§ **Task input**:
:::
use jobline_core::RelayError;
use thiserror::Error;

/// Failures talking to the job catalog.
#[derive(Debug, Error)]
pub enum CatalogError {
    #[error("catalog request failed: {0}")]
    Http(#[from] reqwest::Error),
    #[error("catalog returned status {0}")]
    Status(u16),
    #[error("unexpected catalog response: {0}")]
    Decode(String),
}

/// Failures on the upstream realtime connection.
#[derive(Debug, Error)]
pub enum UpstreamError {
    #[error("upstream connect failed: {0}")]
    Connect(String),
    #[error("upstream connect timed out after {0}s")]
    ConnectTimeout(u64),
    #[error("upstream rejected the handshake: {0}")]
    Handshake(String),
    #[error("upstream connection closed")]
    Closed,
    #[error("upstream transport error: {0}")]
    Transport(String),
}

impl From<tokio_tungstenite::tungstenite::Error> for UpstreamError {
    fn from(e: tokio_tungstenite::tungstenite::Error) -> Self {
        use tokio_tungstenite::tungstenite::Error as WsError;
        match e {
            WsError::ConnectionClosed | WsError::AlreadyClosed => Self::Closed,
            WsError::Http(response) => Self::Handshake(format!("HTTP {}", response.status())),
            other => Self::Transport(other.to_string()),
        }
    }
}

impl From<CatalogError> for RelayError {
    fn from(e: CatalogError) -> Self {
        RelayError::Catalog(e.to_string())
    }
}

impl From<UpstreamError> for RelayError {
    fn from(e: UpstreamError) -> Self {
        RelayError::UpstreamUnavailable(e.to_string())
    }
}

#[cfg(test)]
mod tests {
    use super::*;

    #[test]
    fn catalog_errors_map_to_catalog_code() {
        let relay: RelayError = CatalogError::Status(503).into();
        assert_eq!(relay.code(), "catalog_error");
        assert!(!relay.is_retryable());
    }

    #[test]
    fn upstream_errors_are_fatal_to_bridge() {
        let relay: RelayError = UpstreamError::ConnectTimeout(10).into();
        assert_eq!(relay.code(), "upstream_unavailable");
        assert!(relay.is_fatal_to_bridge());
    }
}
:::
§ **What is required**:
Count of lines with the string "Failures" in the material above: give that number only.

§ **Worked solution**:
2